■ Given records
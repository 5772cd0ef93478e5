use std::borrow::Cow;

use crate::element::{Element, ElementRef};
use crate::error::{Error, Result};
use crate::rule::{Rule, Verdict};
use crate::session::ValidationSession;

/// Values `accepted` treats as consent.
pub const ACCEPTED_VALUES: &[&str] = &["true", "1", "yes", "on"];

/// Radios sharing `radio`'s name among the session targets and, inside a
/// provider, every area's elements.
fn radio_group(session: &ValidationSession, radio: &Element) -> Result<Vec<ElementRef>> {
    let mut candidates = session.elements().to_vec();
    match session.refs(None, None) {
        Ok(refs) => candidates.extend(refs),
        Err(Error::NotInAreaContext) => {}
        Err(err) => return Err(err),
    }

    Ok(candidates
        .into_iter()
        .filter(|other| other.is_radio() && other.name() == radio.name())
        .collect())
}

/// Checkboxes are checked; radio groups have a checked member.
///
/// Bound to the session so groups can span areas.
#[derive(Debug, Clone)]
pub struct Checked {
    session: ValidationSession,
}

impl Checked {
    pub fn new(session: ValidationSession) -> Self {
        Self { session }
    }
}

impl Rule for Checked {
    fn passed(&self, elements: &[ElementRef], _args: &[String]) -> Result<Verdict> {
        for element in elements {
            let passed = if element.is_checkbox() {
                element.is_checked()
            } else if element.is_radio() {
                radio_group(&self.session, element)?
                    .iter()
                    .any(|radio| radio.is_checked())
            } else {
                true
            };
            if !passed {
                return Ok(false.into());
            }
        }
        Ok(true.into())
    }

    fn message(&self) -> Cow<'static, str> {
        Cow::Borrowed("{name} is not checked")
    }
}

/// The value is one of [`ACCEPTED_VALUES`].
///
/// A checkbox must be checked; a radio group's checked member must carry an
/// accepted value.
#[derive(Debug, Clone)]
pub struct Accepted {
    session: ValidationSession,
}

impl Accepted {
    pub fn new(session: ValidationSession) -> Self {
        Self { session }
    }
}

fn is_accepted(value: &str) -> bool {
    ACCEPTED_VALUES.contains(&value.trim().to_ascii_lowercase().as_str())
}

impl Rule for Accepted {
    fn passed(&self, elements: &[ElementRef], _args: &[String]) -> Result<Verdict> {
        for element in elements {
            let passed = if element.is_checkbox() {
                element.is_checked()
            } else if element.is_radio() {
                radio_group(&self.session, element)?
                    .iter()
                    .find(|radio| radio.is_checked())
                    .is_some_and(|radio| is_accepted(&radio.value()))
            } else if element.kind().is_input_like() {
                element.values().iter().all(|value| is_accepted(value))
            } else {
                true
            };
            if !passed {
                return Ok(false.into());
            }
        }
        Ok(true.into())
    }

    fn message(&self) -> Cow<'static, str> {
        Cow::Borrowed("{name} is not accepted")
    }
}
use std::borrow::Cow;

use crate::element::{ElementKind, ElementRef};
use crate::error::Result;
use crate::rule::{Rule, Verdict};

/// Every input, textarea and select carries a non-blank value.
///
/// Checkboxes and radios among the targets count as filled when any of them
/// with the same name is checked.
#[derive(Debug, Clone, Copy, Default)]
pub struct Required;

impl Rule for Required {
    fn passed(&self, elements: &[ElementRef], _args: &[String]) -> Result<Verdict> {
        let passed = elements.iter().all(|element| {
            if element.is_checkbox() || element.is_radio() {
                return elements.iter().any(|other| {
                    other.is_checked()
                        && other.input_type() == element.input_type()
                        && other.name() == element.name()
                });
            }
            match element.kind() {
                ElementKind::Input | ElementKind::TextArea | ElementKind::Select => element
                    .values()
                    .iter()
                    .any(|value| !value.trim().is_empty()),
                _ => true,
            }
        });
        Ok(passed.into())
    }

    fn message(&self) -> Cow<'static, str> {
        Cow::Borrowed("{name} is required")
    }
}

■ Exercise
Would you please restate all of the entries exactly?

■ Answer area
repository 5772cd0ef93478e5
use std::borrow::Cow;

use crate::element::{Element, ElementRef};
use crate::error::{Error, Result};
use crate::rule::{Rule, Verdict};
use crate::session::ValidationSession;

/// Values `accepted` treats as consent.
pub const ACCEPTED_VALUES: &[&str] = &["true", "1", "yes", "on"];

/// Radios sharing `radio`'s name among the session targets and, inside a
/// provider, every area's elements.
fn radio_group(session: &ValidationSession, radio: &Element) -> Result<Vec<ElementRef>> {
    let mut candidates = session.elements().to_vec();
    match session.refs(None, None) {
        Ok(refs) => candidates.extend(refs),
        Err(Error::NotInAreaContext) => {}
        Err(err) => return Err(err),
    }

    Ok(candidates
        .into_iter()
        .filter(|other| other.is_radio() && other.name() == radio.name())
        .collect())
}

/// Checkboxes are checked; radio groups have a checked member.
///
/// Bound to the session so groups can span areas.
#[derive(Debug, Clone)]
pub struct Checked {
    session: ValidationSession,
}

impl Checked {
    pub fn new(session: ValidationSession) -> Self {
        Self { session }
    }
}

impl Rule for Checked {
    fn passed(&self, elements: &[ElementRef], _args: &[String]) -> Result<Verdict> {
        for element in elements {
            let passed = if element.is_checkbox() {
                element.is_checked()
            } else if element.is_radio() {
                radio_group(&self.session, element)?
                    .iter()
                    .any(|radio| radio.is_checked())
            } else {
                true
            };
            if !passed {
                return Ok(false.into());
            }
        }
        Ok(true.into())
    }

    fn message(&self) -> Cow<'static, str> {
        Cow::Borrowed("{name} is not checked")
    }
}

/// The value is one of [`ACCEPTED_VALUES`].
///
/// A checkbox must be checked; a radio group's checked member must carry an
/// accepted value.
#[derive(Debug, Clone)]
pub struct Accepted {
    session: ValidationSession,
}

impl Accepted {
    pub fn new(session: ValidationSession) -> Self {
        Self { session }
    }
}

fn is_accepted(value: &str) -> bool {
    ACCEPTED_VALUES.contains(&value.trim().to_ascii_lowercase().as_str())
}

impl Rule for Accepted {
    fn passed(&self, elements: &[ElementRef], _args: &[String]) -> Result<Verdict> {
        for element in elements {
            let passed = if element.is_checkbox() {
                element.is_checked()
            } else if element.is_radio() {
                radio_group(&self.session, element)?
                    .iter()
                    .find(|radio| radio.is_checked())
                    .is_some_and(|radio| is_accepted(&radio.value()))
            } else if element.kind().is_input_like() {
                element.values().iter().all(|value| is_accepted(value))
            } else {
                true
            };
            if !passed {
                return Ok(false.into());
            }
        }
        Ok(true.into())
    }

    fn message(&self) -> Cow<'static, str> {
        Cow::Borrowed("{name} is not accepted")
    }
}
use std::borrow::Cow;

use crate::element::{ElementKind, ElementRef};
use crate::error::Result;
use crate::rule::{Rule, Verdict};

/// Every input, textarea and select carries a non-blank value.
///
/// Checkboxes and radios among the targets count as filled when any of them
/// with the same name is checked.
#[derive(Debug, Clone, Copy, Default)]
pub struct Required;

impl Rule for Required {
    fn passed(&self, elements: &[ElementRef], _args: &[String]) -> Result<Verdict> {
        let passed = elements.iter().all(|element| {
            if element.is_checkbox() || element.is_radio() {
                return elements.iter().any(|other| {
                    other.is_checked()
                        && other.input_type() == element.input_type()
                        && other.name() == element.name()
                });
            }
            match element.kind() {
                ElementKind::Input | ElementKind::TextArea | ElementKind::Select => element
                    .values()
                    .iter()
                    .any(|value| !value.trim().is_empty()),
                _ => true,
            }
        });
        Ok(passed.into())
    }

    fn message(&self) -> Cow<'static, str> {
        Cow::Borrowed("{name} is required")
    }
}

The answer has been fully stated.